*** Block opens ***

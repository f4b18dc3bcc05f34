use crate::cli::{Cli, Commands};
use anyhow::{Context, Result, bail};
use nvencfg::config::Config;
use nvencfg::engine::{
    ArgumentCompiler, DeviceSource, NVENC_ENCODERS, OptionCatalog, Settings, SettingsExt,
    format_command,
};
use nvencfg::ui::DescriptorBuilder;
use std::path::Path;

pub fn run(cli: Cli) -> Result<()> {
    let path = match cli.config {
        Some(path) => path,
        None => Config::config_path()?,
    };

    match cli.command {
        Commands::Devices => handle_devices(&path),
        Commands::Args { stream, json } => handle_args(&path, stream, json),
        Commands::Command {
            input,
            output,
            stream,
            encoder,
            upload_filter,
        } => handle_command(&path, &input, &output, stream, encoder, upload_filter),
        Commands::Form => handle_form(&path),
        Commands::Get { key } => handle_get(&path, &key),
        Commands::Set { key, value } => handle_set(&path, &key, &value),
        Commands::Encoders => handle_encoders(),
        Commands::InitConfig => handle_init_config(&path),
    }
}

fn handle_devices(path: &Path) -> Result<()> {
    let config = Config::load_from(path)?;
    let devices = config.tool.device_source().discover_devices()?;

    if devices.is_empty() {
        println!("No NVIDIA devices found");
        return Ok(());
    }

    for device in devices {
        println!("{}: {}", device.id, device.display_name);
    }
    Ok(())
}

fn handle_args(path: &Path, stream: usize, json: bool) -> Result<()> {
    let config = Config::load_from(path)?;
    let catalog = OptionCatalog::nvenc();
    let compiler = ArgumentCompiler::new(config.tool.device_source(), &catalog);
    let compiled = compiler.compile(&config, stream)?;

    if json {
        println!("{}", serde_json::to_string_pretty(&compiled)?);
    } else {
        println!("pre-input: {}", format_command(&compiled.pre_input_args));
        println!("filters:   {}", compiled.filter_chain.join(","));
        println!("stream:    {}", format_command(&compiled.stream_args));
    }
    Ok(())
}

fn handle_command(
    path: &Path,
    input: &str,
    output: &str,
    stream: usize,
    encoder: Option<String>,
    upload_filter: bool,
) -> Result<()> {
    let config = Config::load_from(path)?;
    let encoder = encoder.unwrap_or_else(|| config.tool.encoder.clone());
    if !NVENC_ENCODERS.contains(&encoder.as_str()) {
        bail!(
            "Unsupported encoder '{}' (expected one of: {})",
            encoder,
            NVENC_ENCODERS.join(", ")
        );
    }

    let catalog = OptionCatalog::nvenc();
    let compiler = ArgumentCompiler::new(config.tool.device_source(), &catalog);
    let compiled = compiler.compile(&config, stream)?;

    let parts = compiled.command_line(&encoder, input, output, stream, upload_filter);
    println!("{}", format_command(&parts));
    Ok(())
}

fn handle_form(path: &Path) -> Result<()> {
    let mut config = Config::load_from(path)?;
    let before = config.settings.clone();

    let catalog = OptionCatalog::nvenc();
    let builder = DescriptorBuilder::new(config.tool.device_source(), &catalog);
    let descriptors = builder.build(&mut config)?;

    // Persist whatever the defaulting pass corrected
    if config.settings != before {
        config
            .save_to(path)
            .context("Failed to persist corrected settings")?;
    }

    println!("{}", serde_json::to_string_pretty(&descriptors)?);
    Ok(())
}

fn handle_get(path: &Path, key: &str) -> Result<()> {
    let catalog = OptionCatalog::nvenc();
    if catalog.kind_of(key).is_none() {
        bail!("Unknown setting '{}'", key);
    }

    let config = Config::load_from(path)?;
    match config.get_str(key) {
        Some(value) => println!("{}", value),
        None => println!("(unset)"),
    }
    Ok(())
}

fn handle_set(path: &Path, key: &str, raw: &str) -> Result<()> {
    let catalog = OptionCatalog::nvenc();
    let value = catalog.parse_value(key, raw).map_err(anyhow::Error::msg)?;

    let mut config = Config::load_from(path)?;
    config.set_setting(key, value.clone());
    config.save_to(path)?;

    println!("{} = {}", key, value);
    Ok(())
}

fn handle_encoders() -> Result<()> {
    for encoder in NVENC_ENCODERS {
        println!("{}", encoder);
    }
    Ok(())
}

fn handle_init_config(path: &Path) -> Result<()> {
    if Config::ensure_default(path)? {
        println!("Created default config at: {}", path.display());
    } else {
        println!("Config file exists at: {}", path.display());
        let config = Config::load_from(path)?;
        println!("  device tool: {} {}", config.tool.program, config.tool.args.join(" "));
        println!("  encoder:     {}", config.tool.encoder);
        println!("  settings:    {} stored", config.settings.len());
    }
    Ok(())
}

*** Block closes ***

ASSIGNMENT:
Your answer must be an exact transcription of all the data above.

REPLY:
repository f4b18dc3bcc05f34
use crate::cli::{Cli, Commands};
use anyhow::{Context, Result, bail};
use nvencfg::config::Config;
use nvencfg::engine::{
    ArgumentCompiler, DeviceSource, NVENC_ENCODERS, OptionCatalog, Settings, SettingsExt,
    format_command,
};
use nvencfg::ui::DescriptorBuilder;
use std::path::Path;

pub fn run(cli: Cli) -> Result<()> {
    let path = match cli.config {
        Some(path) => path,
        None => Config::config_path()?,
    };

    match cli.command {
        Commands::Devices => handle_devices(&path),
        Commands::Args { stream, json } => handle_args(&path, stream, json),
        Commands::Command {
            input,
            output,
            stream,
            encoder,
            upload_filter,
        } => handle_command(&path, &input, &output, stream, encoder, upload_filter),
        Commands::Form => handle_form(&path),
        Commands::Get { key } => handle_get(&path, &key),
        Commands::Set { key, value } => handle_set(&path, &key, &value),
        Commands::Encoders => handle_encoders(),
        Commands::InitConfig => handle_init_config(&path),
    }
}

fn handle_devices(path: &Path) -> Result<()> {
    let config = Config::load_from(path)?;
    let devices = config.tool.device_source().discover_devices()?;

    if devices.is_empty() {
        println!("No NVIDIA devices found");
        return Ok(());
    }

    for device in devices {
        println!("{}: {}", device.id, device.display_name);
    }
    Ok(())
}

fn handle_args(path: &Path, stream: usize, json: bool) -> Result<()> {
    let config = Config::load_from(path)?;
    let catalog = OptionCatalog::nvenc();
    let compiler = ArgumentCompiler::new(config.tool.device_source(), &catalog);
    let compiled = compiler.compile(&config, stream)?;

    if json {
        println!("{}", serde_json::to_string_pretty(&compiled)?);
    } else {
        println!("pre-input: {}", format_command(&compiled.pre_input_args));
        println!("filters:   {}", compiled.filter_chain.join(","));
        println!("stream:    {}", format_command(&compiled.stream_args));
    }
    Ok(())
}

fn handle_command(
    path: &Path,
    input: &str,
    output: &str,
    stream: usize,
    encoder: Option<String>,
    upload_filter: bool,
) -> Result<()> {
    let config = Config::load_from(path)?;
    let encoder = encoder.unwrap_or_else(|| config.tool.encoder.clone());
    if !NVENC_ENCODERS.contains(&encoder.as_str()) {
        bail!(
            "Unsupported encoder '{}' (expected one of: {})",
            encoder,
            NVENC_ENCODERS.join(", ")
        );
    }

    let catalog = OptionCatalog::nvenc();
    let compiler = ArgumentCompiler::new(config.tool.device_source(), &catalog);
    let compiled = compiler.compile(&config, stream)?;

    let parts = compiled.command_line(&encoder, input, output, stream, upload_filter);
    println!("{}", format_command(&parts));
    Ok(())
}

fn handle_form(path: &Path) -> Result<()> {
    let mut config = Config::load_from(path)?;
    let before = config.settings.clone();

    let catalog = OptionCatalog::nvenc();
    let builder = DescriptorBuilder::new(config.tool.device_source(), &catalog);
    let descriptors = builder.build(&mut config)?;

    // Persist whatever the defaulting pass corrected
    if config.settings != before {
        config
            .save_to(path)
            .context("Failed to persist corrected settings")?;
    }

    println!("{}", serde_json::to_string_pretty(&descriptors)?);
    Ok(())
}

fn handle_get(path: &Path, key: &str) -> Result<()> {
    let catalog = OptionCatalog::nvenc();
    if catalog.kind_of(key).is_none() {
        bail!("Unknown setting '{}'", key);
    }

    let config = Config::load_from(path)?;
    match config.get_str(key) {
        Some(value) => println!("{}", value),
        None => println!("(unset)"),
    }
    Ok(())
}

fn handle_set(path: &Path, key: &str, raw: &str) -> Result<()> {
    let catalog = OptionCatalog::nvenc();
    let value = catalog.parse_value(key, raw).map_err(anyhow::Error::msg)?;

    let mut config = Config::load_from(path)?;
    config.set_setting(key, value.clone());
    config.save_to(path)?;

    println!("{} = {}", key, value);
    Ok(())
}

fn handle_encoders() -> Result<()> {
    for encoder in NVENC_ENCODERS {
        println!("{}", encoder);
    }
    Ok(())
}

fn handle_init_config(path: &Path) -> Result<()> {
    if Config::ensure_default(path)? {
        println!("Created default config at: {}", path.display());
    } else {
        println!("Config file exists at: {}", path.display());
        let config = Config::load_from(path)?;
        println!("  device tool: {} {}", config.tool.program, config.tool.args.join(" "));
        println!("  encoder:     {}", config.tool.encoder);
        println!("  settings:    {} stored", config.settings.len());
    }
    Ok(())
}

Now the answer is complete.